Aquí el autoengaño se convierte en cinismo, porque las empresas agrícolas a escala industrial, muchas de las cuales están situadas en el norte del mundo, conocen muy bien el riesgo que representan, por eso vigilan sus rebaños y manadas en busca de nuevos patógenos. Hasta ahora, resulta que han sido mejores en los EE.UU. y Europa que en China. Pero en todo el mundo, esas grandes empresas están empujando a las empresas menores más cerca del bosque. A veces incluso empujan a los pequeños agricultores fuera del negocio y al comercio de vida silvestre.


La deforestación es real, en algunos lugares, pero donde está ocurriendo, el capital y la mentalidad que la impulsan a menudo puede remontarse al norte global, como pudo suceder hace un siglo. El problema es nuestro consumo rapaz, y esto se aplica también al cambio climático y a la pérdida de biodiversidad. El sur global es muy consciente de esto. Es por eso que tomó 20 años desde la Cumbre de la Tierra de 1992 en Río de Janeiro para que se creara una organización internacional para abordar el problema de la biodiversidad. El Norte y el Sur estaban discutiendo sobre qué valores deberían dominar la agenda de conservación. También es por eso que hay una lucha continua sobre la propiedad de los recursos genéticos del mundo.
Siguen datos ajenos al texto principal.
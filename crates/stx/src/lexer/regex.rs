//! Backtracking matcher over the generated token automaton

use super::source::{CharCursor, CharSource};
use crate::error::{LexerError, LexerErrorKind};
use compact_str::CompactString;
use smallvec::SmallVec;

/// Set of characters accepted by one transition
#[derive(Debug, Clone, PartialEq, Eq)]
pub enum CharClass {
    /// Any character (but never end of input)
    Any,
    /// Inclusive ranges, matched when any range contains the character
    Ranges {
        ranges: SmallVec<[(char, char); 2]>,
        negated: bool,
    },
}

impl CharClass {
    #[must_use]
    pub fn new(ranges: impl IntoIterator<Item = (char, char)>, negated: bool) -> Self {
        Self::Ranges {
            ranges: ranges.into_iter().collect(),
            negated,
        }
    }

    #[must_use]
    pub fn single(c: char) -> Self {
        Self::new([(c, c)], false)
    }

    #[must_use]
    pub fn range(start: char, end: char) -> Self {
        Self::new([(start, end)], false)
    }

    #[must_use]
    pub fn matches(&self, c: char) -> bool {
        match self {
            Self::Any => true,
            Self::Ranges { ranges, negated } => {
                ranges.iter().any(|&(start, end)| c >= start && c <= end) != *negated
            }
        }
    }
}

#[derive(Debug, Clone, PartialEq, Eq)]
pub struct Transition {
    pub target: usize,
    pub class: CharClass,
}

impl Transition {
    #[must_use]
    pub const fn new(target: usize, class: CharClass) -> Self {
        Self { target, class }
    }
}

#[derive(Debug, Clone, PartialEq, Eq, Default)]
pub struct Vertex {
    pub accepting: bool,
    /// Tried in order; the first match wins
    pub transitions: Vec<Transition>,
}

impl Vertex {
    #[must_use]
    pub const fn new(accepting: bool, transitions: Vec<Transition>) -> Self {
        Self {
            accepting,
            transitions,
        }
    }
}

/// Token automaton shared by every regex of a grammar
///
/// Each token regex starts at its own vertex.
#[derive(Debug, Clone, PartialEq, Eq)]
pub struct Automaton {
    vertices: Vec<Vertex>,
}

impl Automaton {
    /// Build from typed vertices
    ///
    /// # Errors
    ///
    /// Returns [`LexerErrorKind::InvalidAutomaton`] if a transition targets a
    /// vertex that does not exist.
    pub fn new(vertices: Vec<Vertex>) -> Result<Self, LexerError> {
        for (index, vertex) in vertices.iter().enumerate() {
            if let Some(transition) = vertex.transitions.iter().find(|t| t.target >= vertices.len()) {
                return Err(invalid(format!(
                    "vertex {index} has a transition to missing vertex {}",
                    transition.target
                )));
            }
        }
        Ok(Self { vertices })
    }

    /// Decode the generator's flat encoding
    ///
    /// `vertices[v]` is the offset of vertex `v` in `edges`, negated when the
    /// vertex is accepting. At the offset: transition count, then per
    /// transition the target vertex, a signed range count (negative for a
    /// negated set, zero for any character) and that many `(start, end)` code
    /// point pairs.
    ///
    /// # Errors
    ///
    /// Returns [`LexerErrorKind::InvalidAutomaton`] for truncated edge data,
    /// invalid code points, negative counts or missing target vertices.
    pub fn decode(vertices: &[i32], edges: &[i32]) -> Result<Self, LexerError> {
        let mut decoded = Vec::with_capacity(vertices.len());
        for (index, &raw) in vertices.iter().enumerate() {
            let mut reader = EdgeReader {
                edges,
                position: raw.unsigned_abs() as usize,
                vertex: index,
            };
            let count = reader.count()?;
            let mut transitions = Vec::with_capacity(count.min(edges.len()));
            for _ in 0..count {
                let target = reader.count()?;
                let size = reader.next()?;
                let class = if size == 0 {
                    CharClass::Any
                } else {
                    let mut ranges = SmallVec::new();
                    for _ in 0..size.unsigned_abs() {
                        let start = reader.code_point()?;
                        let end = reader.code_point()?;
                        ranges.push((start, end));
                    }
                    CharClass::Ranges {
                        ranges,
                        negated: size < 0,
                    }
                };
                transitions.push(Transition::new(target, class));
            }
            decoded.push(Vertex::new(raw < 0, transitions));
        }
        Self::new(decoded)
    }

    #[must_use]
    pub fn vertices(&self) -> &[Vertex] {
        &self.vertices
    }

    /// Match the regex starting at `start` against the cursor
    ///
    /// Follows the first matching transition until none matches. If the
    /// vertex reached is accepting the consumed text is returned; otherwise
    /// every consumed character is pushed back and the cursor is left where
    /// matching began.
    pub fn matches<S: CharSource>(
        &self,
        start: usize,
        cursor: &mut CharCursor<S>,
    ) -> Option<CompactString> {
        let mut vertex = self.vertices.get(start)?;
        let mut lexeme = CompactString::default();

        while let Some(c) = cursor.current() {
            let Some(next) = vertex
                .transitions
                .iter()
                .find(|transition| transition.class.matches(c))
                .and_then(|transition| self.vertices.get(transition.target))
            else {
                break;
            };
            cursor.advance();
            lexeme.push(c);
            vertex = next;
        }

        if vertex.accepting {
            Some(lexeme)
        } else {
            for c in lexeme.chars().rev() {
                cursor.push_back(c);
            }
            None
        }
    }
}

fn invalid(reason: String) -> LexerError {
    LexerError::new(0..0, LexerErrorKind::invalid_automaton(reason))
}

struct EdgeReader<'a> {
    edges: &'a [i32],
    position: usize,
    vertex: usize,
}

impl EdgeReader<'_> {
    fn next(&mut self) -> Result<i32, LexerError> {
        let value = self.edges.get(self.position).copied().ok_or_else(|| {
            invalid(format!(
                "edge data of vertex {} ends at offset {}",
                self.vertex, self.position
            ))
        })?;
        self.position += 1;
        Ok(value)
    }

    fn count(&mut self) -> Result<usize, LexerError> {
        let value = self.next()?;
        usize::try_from(value)
            .map_err(|_| invalid(format!("negative count {value} in vertex {}", self.vertex)))
    }

    fn code_point(&mut self) -> Result<char, LexerError> {
        let value = self.next()?;
        u32::try_from(value)
            .ok()
            .and_then(char::from_u32)
            .ok_or_else(|| invalid(format!("invalid code point {value} in vertex {}", self.vertex)))
    }
}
A veces, como señala Blanc, el sur hace que la hipocresía del norte trabaje para él, como en el caso de los gobiernos africanos que tratan a los parques nacionales como fuentes de divisas. Pero nadie se deja engañar. Desde la ayuda a la conservación, el sur sabe que debe desconfiar del complejo del "salvador blanco", por las desagradables consecuencias que trae.
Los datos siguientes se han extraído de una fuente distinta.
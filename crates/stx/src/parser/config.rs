/// Configuration for the parsing engine
#[derive(Debug, Clone, PartialEq, Eq)]
#[cfg_attr(feature = "serialize", derive(serde::Serialize))]
pub struct EngineConfig {
    /// Maximum number of stack frames, including the bottom frame
    pub stack_depth: usize,

    /// Enable panic-mode error recovery
    pub error_recovery: bool,

    /// Maximum number of reported syntax errors before giving up
    pub max_errors: usize,

    /// Return after every reduction in incremental mode
    pub yield_on_reduce: bool,
}

impl EngineConfig {
    #[must_use]
    pub const fn with_stack_depth(mut self, stack_depth: usize) -> Self {
        self.stack_depth = stack_depth;
        self
    }

    #[must_use]
    pub const fn without_recovery(mut self) -> Self {
        self.error_recovery = false;
        self
    }
}

impl Default for EngineConfig {
    fn default() -> Self {
        Self {
            stack_depth: 5000,
            error_recovery: true,
            max_errors: 100,
            yield_on_reduce: false,
        }
    }
}
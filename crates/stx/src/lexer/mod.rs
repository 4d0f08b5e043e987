//! # Lexer Module
//!
//! Character sources, the token automaton and the scanner built on them.
//!
//! ## Overview
//!
//! - [`CharSource`]: pull-based character input with pushback
//! - [`Automaton`]: the generated regex automaton; [`Automaton::matches`]
//!   runs one token regex against a [`CharCursor`]
//! - [`Scanner`]: tries the regexes of the current [`LexerMode`] in order,
//!   resolves reserved words and yields [`Lexeme`]s
//!
//! A scanner becomes a parser input through [`Scanner::symbols`]:
//!
//! ```rust
//! use stx::lexer::{Scanner, StrSource};
//! use stx::parser::{EngineConfig, Parser};
//! use stx::testing::fixtures::{self, StatementCalculator};
//!
//! let automaton = fixtures::token_automaton()?;
//! let scanner = Scanner::new(&automaton, &fixtures::TOKEN_MODES, &fixtures::KEYWORD_GRAMMAR, StrSource::new("1 + 2; 40 + 2;"));
//! let mut parser = Parser::new(&fixtures::STMT_DENSE, &fixtures::STMT_GRAMMAR, EngineConfig::default());
//! let mut calc = StatementCalculator::default();
//!
//! parser.parse(scanner.symbols(fixtures::lexeme_value), &mut calc)?;
//! assert_eq!(calc.results, vec![3, 42]);
//! # Ok::<(), Box<dyn std::error::Error>>(())
//! ```

mod regex;
mod scanner;
mod source;

pub use regex::{Automaton, CharClass, Transition, Vertex};
pub use scanner::{Lexeme, LexerMode, RegexRule, RuleAction, Scanner, ScannerSymbols};
pub use source::{CharCursor, CharSource, StrSource};
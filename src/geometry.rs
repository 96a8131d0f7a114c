//! # Surface Geometry and Pixel Format
//!
//! Resolves the fixed display mode into an immutable surface descriptor.
//! There is no mode negotiation: the panel timing and the packed 32-bit
//! truecolor layout are fixed at build time, the resolver only derives the
//! byte-level quantities and performs defensive overflow checks.
//!
//! Pixel layout (ARGB8888):
//!
//! ```text
//! bit 31          24 23          16 15           8 7            0
//!    ┌──────────────┬──────────────┬──────────────┬──────────────┐
//!    │  transparency│     red      │    green     │     blue     │
//!    └──────────────┴──────────────┴──────────────┴──────────────┘
//! ```

use static_assertions::const_assert;

use crate::{FbResult, VdmaFbError};

/// Fixed panel width in pixels.
pub const WIDTH: u32 = 800;

/// Fixed panel height in pixels.
pub const HEIGHT: u32 = 480;

/// Fixed color depth in bits per pixel.
pub const BITS_PER_PIXEL: u32 = 32;

/// Panel pixel clock in kHz.
pub const PIXEL_CLOCK_KHZ: u32 = 33_260;

// The interleaved transfer math below assumes whole bytes per pixel.
const_assert!(BITS_PER_PIXEL % 8 == 0);
const_assert!(WIDTH > 0 && HEIGHT > 0);

/// Pixel clock period in picoseconds for a rate in kHz.
#[inline]
pub const fn khz_to_picos(khz: u32) -> u32 {
    1_000_000_000 / khz
}

/// Bit position and width of one color channel inside a packed pixel.
#[derive(Debug, Clone, Copy, PartialEq, Eq)]
pub struct ChannelLayout {
    /// Bit offset of the channel's least significant bit.
    pub offset: u32,
    /// Channel width in bits. Zero means the channel is absent.
    pub length: u32,
}

impl ChannelLayout {
    /// Create a channel layout.
    pub const fn new(offset: u32, length: u32) -> Self {
        Self { offset, length }
    }

    /// Channel mask shifted into position.
    #[inline]
    pub const fn mask(&self) -> u32 {
        if self.length == 0 {
            0
        } else {
            ((1u32 << self.length) - 1) << self.offset
        }
    }

    /// Pack a 16-bit component into this channel's position.
    ///
    /// The component is right-shifted to the channel width first, so a
    /// full-scale 16-bit input maps to a full-scale channel value.
    #[inline]
    pub const fn pack(&self, component: u16) -> u32 {
        if self.length == 0 {
            0
        } else {
            ((component >> (16 - self.length)) as u32) << self.offset
        }
    }

    /// Extract this channel's raw bits from a packed pixel.
    #[inline]
    pub const fn extract(&self, pixel: u32) -> u32 {
        if self.length == 0 {
            0
        } else {
            (pixel >> self.offset) & ((1u32 << self.length) - 1)
        }
    }
}

/// Immutable description of the streamed surface.
///
/// Derived once by [`SurfaceGeometry::resolve`] and never mutated
/// afterwards. Invariants:
///
/// - `offset + length <= bits_per_pixel` for every channel, channels do
///   not overlap
/// - `stride_bytes == width_px * bytes_per_pixel`
/// - `total_bytes == stride_bytes * height_px`
#[derive(Debug, Clone, Copy, PartialEq, Eq)]
pub struct SurfaceGeometry {
    /// Visible width in pixels.
    pub width_px: u32,
    /// Visible height in pixels.
    pub height_px: u32,
    /// Color depth in bits per pixel.
    pub bits_per_pixel: u32,
    /// Red channel position.
    pub red: ChannelLayout,
    /// Green channel position.
    pub green: ChannelLayout,
    /// Blue channel position.
    pub blue: ChannelLayout,
    /// Transparency channel position.
    pub transp: ChannelLayout,
    /// Bytes per scanline.
    pub stride_bytes: usize,
    /// Total frame buffer size in bytes.
    pub total_bytes: usize,
    /// Pixel clock period in picoseconds.
    pub pixel_clock_ps: u32,
}

impl SurfaceGeometry {
    /// Derive the fixed display geometry.
    ///
    /// Fails only if the size computation would overflow the addressable
    /// range, which cannot happen for the built-in mode; the check guards
    /// against bad edits to the constants above.
    pub fn resolve() -> FbResult<Self> {
        Self::with_mode(WIDTH, HEIGHT)
    }

    /// Derive the geometry for an explicit resolution.
    ///
    /// Keeps the fixed ARGB8888 packing; only the pixel counts vary.
    pub fn with_mode(width_px: u32, height_px: u32) -> FbResult<Self> {
        let bytes_per_pixel = (BITS_PER_PIXEL / 8) as usize;

        let stride_bytes = (width_px as usize)
            .checked_mul(bytes_per_pixel)
            .ok_or(VdmaFbError::OutOfMemory)?;
        let total_bytes = stride_bytes
            .checked_mul(height_px as usize)
            .ok_or(VdmaFbError::OutOfMemory)?;

        Ok(Self {
            width_px,
            height_px,
            bits_per_pixel: BITS_PER_PIXEL,
            transp: ChannelLayout::new(24, 8),
            red: ChannelLayout::new(16, 8),
            green: ChannelLayout::new(8, 8),
            blue: ChannelLayout::new(0, 8),
            stride_bytes,
            total_bytes,
            pixel_clock_ps: khz_to_picos(PIXEL_CLOCK_KHZ),
        })
    }

    /// Bytes per pixel.
    #[inline]
    pub const fn bytes_per_pixel(&self) -> usize {
        (self.bits_per_pixel / 8) as usize
    }
}

#[cfg(test)]
mod tests {
    use super::*;

    #[test]
    fn test_fixed_mode_sizes() {
        let geo = SurfaceGeometry::resolve().unwrap();
        assert_eq!(geo.width_px, 800);
        assert_eq!(geo.height_px, 480);
        assert_eq!(geo.bits_per_pixel, 32);
        assert_eq!(geo.stride_bytes, 800 * 4);
        assert_eq!(geo.total_bytes, 800 * 4 * 480);
        assert_eq!(geo.total_bytes, 1_536_000);
    }

    #[test]
    fn test_stride_and_total_identities() {
        for (w, h) in [(1, 1), (320, 240), (800, 480), (1920, 1080)] {
            let geo = SurfaceGeometry::with_mode(w, h).unwrap();
            assert_eq!(geo.stride_bytes, w as usize * geo.bytes_per_pixel());
            assert_eq!(geo.total_bytes, geo.stride_bytes * h as usize);
        }
    }

    #[test]
    fn test_channel_layout_fixed() {
        let geo = SurfaceGeometry::resolve().unwrap();
        assert_eq!(geo.transp, ChannelLayout::new(24, 8));
        assert_eq!(geo.red, ChannelLayout::new(16, 8));
        assert_eq!(geo.green, ChannelLayout::new(8, 8));
        assert_eq!(geo.blue, ChannelLayout::new(0, 8));
    }

    #[test]
    fn test_channels_within_depth_and_disjoint() {
        let geo = SurfaceGeometry::resolve().unwrap();
        let channels = [geo.red, geo.green, geo.blue, geo.transp];

        for ch in channels {
            assert!(ch.offset + ch.length <= geo.bits_per_pixel);
        }

        // Pairwise disjoint masks
        for (i, a) in channels.iter().enumerate() {
            for b in &channels[i + 1..] {
                assert_eq!(a.mask() & b.mask(), 0);
            }
        }
    }

    #[test]
    fn test_overflow_is_rejected() {
        assert_eq!(
            SurfaceGeometry::with_mode(u32::MAX, u32::MAX),
            Err(VdmaFbError::OutOfMemory)
        );
    }

    #[test]
    fn test_channel_pack_extract() {
        let ch = ChannelLayout::new(16, 8);
        let packed = ch.pack(0xABCD);
        assert_eq!(packed, 0x00AB_0000);
        assert_eq!(ch.extract(packed), 0xAB);

        // Absent channel packs to nothing
        let none = ChannelLayout::new(0, 0);
        assert_eq!(none.pack(0xFFFF), 0);
        assert_eq!(none.mask(), 0);
    }

    #[test]
    fn test_pixel_clock() {
        let geo = SurfaceGeometry::resolve().unwrap();
        assert_eq!(geo.pixel_clock_ps, 1_000_000_000 / 33_260);
    }
}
Encontrar soluciones a nuestros verdaderos problemas va a ser endemoniadamente difícil, pero el proceso tiene que comenzar con el reconocimiento de que la naturaleza es una gran trama interconectada, de la que nosotros en el norte global formamos parte, y que somos los que actualmente la estamos enredando (enmarañando). No todos somos blancos - y podemos discutir sobre dónde comienza y termina el norte global - pero si un norteño está escribiendo esto, y citando a otro norteño llamado, apropiadamente, Monsieur Blanc, es porque es nuestro mito el que está enfermando al mundo - y deberíamos romperlo.


Laura Spinney es periodista científica y autora. Su último libro es Pale Rider: La gripe española de 1918 y cómo cambió el mundo.